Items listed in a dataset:
--- START ---

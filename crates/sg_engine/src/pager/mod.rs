//! Background database paging
//!
//! Subgraphs load on dedicated worker threads while the frame loop keeps
//! running against a placeholder node. Workers only ever produce
//! [`NodePrototype`](crate::io::NodePrototype) data; the structure enters the
//! scene exclusively through [`DatabasePager::merge_with`], which the frame
//! loop calls between frames. No cull or draw pass can hold a reference into
//! a subtree while it is being attached.
//!
//! A failed load is logged and reported; the placeholder simply stays in
//! place with its empty bound.

use std::collections::HashSet;
use std::sync::mpsc::{self, Receiver, Sender};
use std::sync::{Arc, Mutex};
use std::thread::JoinHandle;

use thiserror::Error;

use crate::config::PagerConfig;
use crate::graph::{NodeId, NodeKind, Scene};
use crate::io::{instantiate, NodePrototype, ReadError, ReaderRegistry};

/// Errors from pager requests
#[derive(Debug, Error)]
pub enum PagerError {
    /// The worker pool has shut down
    #[error("pager workers are no longer running")]
    Disconnected,

    /// The placeholder already has a load in flight
    #[error("placeholder {0:?} already has a pending load")]
    AlreadyPending(NodeId),

    /// The node is not a paging placeholder
    #[error("node {0:?} is not a paged placeholder")]
    NotAPlaceholder(NodeId),
}

struct Request {
    path: String,
    placeholder: NodeId,
}

struct Completed {
    path: String,
    placeholder: NodeId,
    result: Result<NodePrototype, ReadError>,
}

/// Background loader with a frame-boundary commit point
pub struct DatabasePager {
    work_tx: Option<Sender<Request>>,
    done_rx: Receiver<Completed>,
    workers: Vec<JoinHandle<()>>,
    pending: HashSet<NodeId>,
    max_merges_per_frame: usize,
}

impl DatabasePager {
    /// Spawn the worker pool
    pub fn new(registry: Arc<ReaderRegistry>, config: &PagerConfig) -> Self {
        let (work_tx, work_rx) = mpsc::channel::<Request>();
        let (done_tx, done_rx) = mpsc::channel::<Completed>();
        let work_rx = Arc::new(Mutex::new(work_rx));

        let worker_count = config.worker_threads.max(1);
        let mut workers = Vec::with_capacity(worker_count);
        for index in 0..worker_count {
            let work_rx = Arc::clone(&work_rx);
            let done_tx = done_tx.clone();
            let registry = Arc::clone(&registry);
            let handle = std::thread::Builder::new()
                .name(format!("pager-{index}"))
                .spawn(move || loop {
                    let request = {
                        let Ok(guard) = work_rx.lock() else {
                            break;
                        };
                        guard.recv()
                    };
                    let Ok(request) = request else {
                        break;
                    };
                    let result = registry.read_node(std::path::Path::new(&request.path));
                    let completed = Completed {
                        path: request.path,
                        placeholder: request.placeholder,
                        result,
                    };
                    if done_tx.send(completed).is_err() {
                        break;
                    }
                });
            match handle {
                Ok(handle) => workers.push(handle),
                Err(err) => log::error!("failed to spawn pager worker: {err}"),
            }
        }

        Self {
            work_tx: Some(work_tx),
            done_rx,
            workers,
            pending: HashSet::new(),
            max_merges_per_frame: config.max_merges_per_frame.max(1),
        }
    }

    /// Number of loads requested but not yet merged
    pub fn pending_count(&self) -> usize {
        self.pending.len()
    }

    /// Queue a background load for a placeholder node
    pub fn request_load(
        &mut self,
        placeholder: NodeId,
        path: impl Into<String>,
    ) -> Result<(), PagerError> {
        if self.pending.contains(&placeholder) {
            return Err(PagerError::AlreadyPending(placeholder));
        }
        let tx = self.work_tx.as_ref().ok_or(PagerError::Disconnected)?;
        let path = path.into();
        tx.send(Request {
            path,
            placeholder,
        })
        .map_err(|_| PagerError::Disconnected)?;
        self.pending.insert(placeholder);
        Ok(())
    }

    /// Queue a load using the path recorded in a `Paged` placeholder
    pub fn request_from_node(
        &mut self,
        scene: &Scene,
        placeholder: NodeId,
    ) -> Result<(), PagerError> {
        let Some(node) = scene.node(placeholder) else {
            return Err(PagerError::NotAPlaceholder(placeholder));
        };
        let NodeKind::Paged { file_name, .. } = node.kind() else {
            return Err(PagerError::NotAPlaceholder(placeholder));
        };
        let path = file_name.clone();
        self.request_load(placeholder, path)
    }

    /// Attach completed loads under their placeholders
    ///
    /// This is the only place loaded structure enters the scene; the frame
    /// loop calls it between frames. Returns the number of subgraphs merged.
    /// At most a configured number of merges run per call so a burst of
    /// completions cannot stall one frame.
    pub fn merge_with(&mut self, scene: &mut Scene) -> usize {
        let mut merged = 0;
        while merged < self.max_merges_per_frame {
            let Ok(completed) = self.done_rx.try_recv() else {
                break;
            };
            self.pending.remove(&completed.placeholder);
            match completed.result {
                Ok(prototype) => {
                    if scene.node(completed.placeholder).is_none() {
                        log::debug!(
                            "placeholder removed before \"{}\" finished loading; discarding",
                            completed.path
                        );
                        continue;
                    }
                    let loaded = instantiate(scene, &prototype);
                    match scene.add_child(completed.placeholder, loaded) {
                        Ok(()) => {
                            merged += 1;
                            log::debug!("merged \"{}\"", completed.path);
                        }
                        Err(err) => {
                            log::error!("failed to merge \"{}\": {err}", completed.path);
                            let _ = scene.remove_node(loaded);
                        }
                    }
                }
                Err(err) => {
                    // the placeholder stays; nothing was partially attached
                    log::error!("background load of \"{}\" failed: {err}", completed.path);
                }
            }
        }
        merged
    }
}

impl Drop for DatabasePager {
    fn drop(&mut self) {
        // closing the channel wakes every worker out of recv
        self.work_tx.take();
        for worker in self.workers.drain(..) {
            if worker.join().is_err() {
                log::error!("pager worker panicked during shutdown");
            }
        }
    }
}

#[cfg(test)]
mod tests {
    use super::*;
    use std::io::Write;
    use std::time::{Duration, Instant};

    fn unique_temp_file(name: &str, contents: &[u8]) -> std::path::PathBuf {
        let mut path = std::env::temp_dir();
        path.push(format!(
            "sg_engine_pager_{}_{}",
            std::process::id(),
            name
        ));
        let mut file = std::fs::File::create(&path).unwrap();
        file.write_all(contents).unwrap();
        path
    }

    fn wait_for_merge(
        pager: &mut DatabasePager,
        scene: &mut Scene,
        deadline: Duration,
    ) -> usize {
        let start = Instant::now();
        loop {
            let merged = pager.merge_with(scene);
            if merged > 0 || start.elapsed() > deadline {
                return merged;
            }
            std::thread::sleep(Duration::from_millis(5));
        }
    }

    #[test]
    fn test_load_and_merge_under_placeholder() {
        let path = unique_temp_file("cloud.pts", b"0 0 0\n1 1 1\n2 2 2\n");
        let registry = Arc::new(ReaderRegistry::with_builtin_readers());
        let mut pager = DatabasePager::new(registry, &PagerConfig::default());

        let mut scene = Scene::new();
        let placeholder = scene.create_paged(path.to_string_lossy().into_owned());
        assert!(!scene.bound(placeholder).valid());

        pager.request_from_node(&scene, placeholder).unwrap();
        assert_eq!(pager.pending_count(), 1);

        let merged = wait_for_merge(&mut pager, &mut scene, Duration::from_secs(5));
        assert_eq!(merged, 1);
        assert_eq!(pager.pending_count(), 0);
        assert_eq!(scene.node(placeholder).unwrap().children().len(), 1);
        // the placeholder's bound now covers the loaded points
        assert!(scene.bound(placeholder).valid());

        let _ = std::fs::remove_file(path);
    }

    #[test]
    fn test_failed_load_leaves_placeholder_empty() {
        let registry = Arc::new(ReaderRegistry::with_builtin_readers());
        let mut pager = DatabasePager::new(registry, &PagerConfig::default());

        let mut scene = Scene::new();
        let placeholder = scene.create_paged("/definitely/not/there.pts");
        pager.request_from_node(&scene, placeholder).unwrap();

        // the failure drains the pending entry without touching the graph
        let mut merged_total = 0;
        let start = Instant::now();
        while pager.pending_count() > 0 && start.elapsed() < Duration::from_secs(5) {
            merged_total += pager.merge_with(&mut scene);
            std::thread::sleep(Duration::from_millis(5));
        }
        assert_eq!(merged_total, 0);
        assert_eq!(pager.pending_count(), 0);
        assert!(scene.node(placeholder).unwrap().children().is_empty());
    }

    #[test]
    fn test_duplicate_request_rejected() {
        let registry = Arc::new(ReaderRegistry::with_builtin_readers());
        let mut pager = DatabasePager::new(registry, &PagerConfig::default());
        let mut scene = Scene::new();
        let placeholder = scene.create_paged("somewhere.pts");

        pager.request_from_node(&scene, placeholder).unwrap();
        assert!(matches!(
            pager.request_from_node(&scene, placeholder),
            Err(PagerError::AlreadyPending(_))
        ));
    }
}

--- END ---

• Exercise directions
For the string "PagerError", search the preceding data and copy every line that includes it.

• Exercise result
pub enum PagerError {
    ) -> Result<(), PagerError> {
            return Err(PagerError::AlreadyPending(placeholder));
        let tx = self.work_tx.as_ref().ok_or(PagerError::Disconnected)?;
        .map_err(|_| PagerError::Disconnected)?;
    ) -> Result<(), PagerError> {
            return Err(PagerError::NotAPlaceholder(placeholder));
            return Err(PagerError::NotAPlaceholder(placeholder));
            Err(PagerError::AlreadyPending(_))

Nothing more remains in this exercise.